Sesekali, Pak Markan juga menemukan benda yang masih layak pakai.

“Kadang saya nemuin barang yang masih bagus, kayak tas atau kaos. Memang kotor, kan dapatnya dari tong sampah, tapi bisa dicuci, jadi kan masih bisa dipakai lagi,” katanya sembari tangannya bergerak memperagakan. 

Rutinitasnya dimulai sejak pagi pukul tujuh. Ia berkeliling dari gang-gang kecil di sekitar rumahnya, lalu berlanjut ke pertigaan Lakarsantri di Jalan Lontar saat menjelang siang.

Dari siang hingga sore sekitar pukul lima, ia masih setia memunguti sampah di kawasan Lidah Wetan, tepatnya di sekitar Gang 1 sampai 3.

“Ya kalau semuanya dari Lidah Wetan gang satu sampai sepuluh saya bersihin sampah sendirian, saya nggak kuat, Mbak. Umur saya sudah tua, sudah gampang capek,” ujarnya sambil tertawa kecil, lalu menyeruput kopi hitam pemberian warga.

Meski sudah terbiasa, pekerjaan ini tetap menyimpan tantangan untuk pak Markan.

“Kadang kaki saya sakit kalau dorong gerobak yang isinya mulai berat. Makanya saya sering duduk sebentar di tempat teduh buat istirahat, ya seperti sekarang ini,” keluhnya dengan wajah yang sedikit letih. 

Setelah sampah terkumpul, ia biasanya menaruhnya di pinggir Jalan Raya Lidah Wetan, tepat di depan Gang 1. Di sanalah ia menunggu truk sampah milik Unair yang biasanya datang selepas magrib.

“Ya, biasanya nanti truk sampah dari unair dating ke sana, buat ambil sampah yang saya kumpulkan,” jelasnya.

14 tahun jadi pemungut sampah setelah jadi kuli bangunan

Perjalanan hidup Pak Markan sebagai pekerja pemungut sampah jalanan sudah ia tempuh selama 14 tahun, tepatnya sejak tahun 2011.
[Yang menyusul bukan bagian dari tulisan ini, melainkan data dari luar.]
//! Client bridge for OpenClaw-style agent gateways.
//!
//! One logical request (a flattened prompt, optionally with a
//! structured-output schema) is carried over a dedicated WebSocket
//! connection; the gateway answers with an interleaved sequence of text
//! fragments, tool activity, and a terminal frame. This crate reassembles
//! that into either a single aggregated result ([`GatewayClient::generate`])
//! or an ordered, lifecycle-correct event stream
//! ([`GatewayClient::stream`]).
//!
//! There is no process-wide default client: build a [`GatewayConfig`] and a
//! [`GatewayClient`] once at your composition root and pass it down.

pub mod client;
pub mod config;
pub mod error;
pub mod events;
pub mod ids;
pub mod queue;
pub mod segment;
pub mod session;
pub mod stream;

mod transport;

pub use client::{GatewayClient, GenerateRequest, GenerateResponse};
pub use config::GatewayConfig;
pub use error::{GatewayError, Result, StreamError, StreamErrorKind};
pub use events::{FinishReason, StreamEvent};
pub use session::{EnsuredSession, HttpSessionClient, SessionEnsurer};
pub use stream::EventStream;

pub use clawlink_protocol as protocol;
use std::sync::Arc;
use std::time::Duration;

use futures_util::{SinkExt, StreamExt};
use tokio::net::TcpStream;
use tokio_tungstenite::tungstenite::client::IntoClientRequest;
use tokio_tungstenite::tungstenite::http::header::AUTHORIZATION;
use tokio_tungstenite::tungstenite::http::HeaderValue;
use tokio_tungstenite::tungstenite::Message;
use tokio_tungstenite::{MaybeTlsStream, WebSocketStream};
use tracing::{debug, info, warn};

use clawlink_protocol::classify;

use crate::error::{GatewayError, Result, StreamError};
use crate::queue::DeliveryQueue;
use crate::segment::SegmentTracker;

pub(crate) type WsStream = WebSocketStream<MaybeTlsStream<TcpStream>>;

/// Open one fresh connection for one request.
///
/// Exactly one connect attempt, bounded by `connect_timeout`; no retries at
/// this layer. The bearer credential is attached when configured.
pub(crate) async fn open(
    url: &str,
    token: Option<&str>,
    connect_timeout: Duration,
) -> Result<WsStream> {
    let mut request = url.into_client_request().map_err(|e| GatewayError::Connect {
        url: url.to_string(),
        reason: e.to_string(),
    })?;

    if let Some(token) = token {
        let value =
            HeaderValue::from_str(&format!("Bearer {token}")).map_err(|e| GatewayError::Connect {
                url: url.to_string(),
                reason: format!("invalid bearer token: {e}"),
            })?;
        request.headers_mut().insert(AUTHORIZATION, value);
    }

    match tokio::time::timeout(connect_timeout, tokio_tungstenite::connect_async(request)).await {
        Ok(Ok((ws, _response))) => {
            info!(url = %url, "gateway connection open");
            Ok(ws)
        }
        Ok(Err(e)) => Err(GatewayError::Connect {
            url: url.to_string(),
            reason: e.to_string(),
        }),
        Err(_) => Err(GatewayError::ConnectTimeout {
            url: url.to_string(),
            ms: connect_timeout.as_millis() as u64,
        }),
    }
}

/// Per-request read loop — owns the connection until a terminal event.
///
/// Inbound messages arrive strictly in order on this one socket; each is
/// classified, folded through the tracker, and the resulting batch is
/// enqueued before the consumer is woken. The response deadline is armed
/// once, at entry (the request frame has already been sent).
pub(crate) async fn run_stream(
    mut ws: WsStream,
    mut tracker: SegmentTracker,
    queue: Arc<DeliveryQueue>,
    response_timeout: Duration,
    max_payload_bytes: usize,
) {
    let deadline = tokio::time::sleep(response_timeout);
    tokio::pin!(deadline);

    loop {
        tokio::select! {
            msg = ws.next() => {
                match msg {
                    Some(Ok(Message::Text(text))) => {
                        if text.len() > max_payload_bytes {
                            warn!(size = text.len(), max = max_payload_bytes, "dropping oversized gateway message");
                            continue;
                        }
                        match classify(&text) {
                            Ok(Some(event)) => {
                                debug!(len = text.len(), "gateway message");
                                queue.push_batch(tracker.handle(event));
                                if tracker.is_finished() {
                                    queue.close();
                                    break;
                                }
                            }
                            // Valid but inert (thinking, cancelled).
                            Ok(None) => {}
                            Err(e) => {
                                warn!(error = %e, "dropping malformed gateway message");
                            }
                        }
                    }
                    Some(Ok(Message::Close(_))) | None => {
                        queue.push_batch(
                            tracker.fail(StreamError::transport("connection closed before completion")),
                        );
                        queue.close();
                        break;
                    }
                    Some(Ok(_)) => {} // ping/pong/binary — nothing to deliver
                    Some(Err(e)) => {
                        queue.push_batch(tracker.fail(StreamError::transport(e.to_string())));
                        queue.close();
                        break;
                    }
                }
            }

            _ = &mut deadline => {
                warn!(ms = response_timeout.as_millis() as u64, "response deadline expired");
                queue.push_batch(tracker.fail(StreamError::timeout(
                    response_timeout.as_millis() as u64,
                )));
                queue.close();
                break;
            }
        }
    }

    let _ = ws.close(None).await;
}

/// Send the single request frame for this connection.
pub(crate) async fn send_text(ws: &mut WsStream, text: String) -> Result<()> {
    ws.send(Message::Text(text)).await?;
    Ok(())
}
#![no_std]

pub mod events;
pub mod heatup;
pub mod hook;
pub mod position;
pub mod voting;

use common::{distribution, math, nonce, AssetDistribution, CommonError, UserAssetStake, MAX_BPS};
use soroban_sdk::{
    contract, contractimpl, contracttype, log, symbol_short, token, vec, Address, BytesN, Env,
    Symbol, Vec,
};

use heatup::HeatupState;
use voting::PowerType;

// ── Storage key constants ────────────────────────────────────────────────────

const CONFIG: Symbol = symbol_short!("CONFIG");
const STAKE_RATIO: Symbol = symbol_short!("STK_RATIO");

/// `claim_rewards` amount meaning "everything currently claimable".
pub const CLAIM_ALL: i128 = i128::MAX;

// ── Contract errors ──────────────────────────────────────────────────────────

#[soroban_sdk::contracterror]
#[derive(Copy, Clone, Debug, Eq, PartialEq)]
#[repr(u32)]
pub enum ContractError {
    NotInitialized = 1,
    AlreadyInitialized = 2,
    Unauthorized = 3,
    InvalidInput = 4,
    InvalidConfig = 5,
    InsufficientBalance = 6,
    InsufficientAllowance = 7,
    InsufficientHeatup = 8,
    WindowFinished = 9,
    InvalidAmount = 10,
    InvalidSignature = 11,
    InvalidNonce = 12,
    Expired = 13,
    MathOverflow = 14,
}

impl From<CommonError> for ContractError {
    fn from(err: CommonError) -> Self {
        match err {
            CommonError::NotInitialized => ContractError::NotInitialized,
            CommonError::AlreadyInitialized => ContractError::AlreadyInitialized,
            CommonError::AccessDenied => ContractError::Unauthorized,
            CommonError::InvalidInput => ContractError::InvalidInput,
            CommonError::InvalidNonce | CommonError::NonceOverflow => ContractError::InvalidNonce,
            CommonError::InvalidConfig => ContractError::InvalidConfig,
            CommonError::MathOverflow => ContractError::MathOverflow,
        }
    }
}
Dahulu, sebelum menjadi pemungut sampah, ia adalah pekerja bangunan. Namun, karena usia semakin menua dan tenaga tak lagi sekuat dulu, ia memutuskan berhenti.

“Saya inisiatif sendiri kerja memunguti sampah. Biar lingkungan bersih, soalnya jarang ada juga kan yang mau kerja kayak gini, gajinya kecil pula,” ungkapnya.

Dari RT, ia hanya mendapat gaji tetap sebesar Rp 25-35.000 per bulan. Meski begitu, kebaikan warga kerap menambah rezekinya.

“Kadang ada orang atau warga sekitar sini yang ngasih saya uang Rp 15 ribu, Rp 20 ribu, Rp 30 ribu. Kadang juga dikasih rokok, atau kopi kayak gini,” ujarnya sambil menunjuk gelas kopi di sampingnya, lalu menyesapnya dengan wajah lega.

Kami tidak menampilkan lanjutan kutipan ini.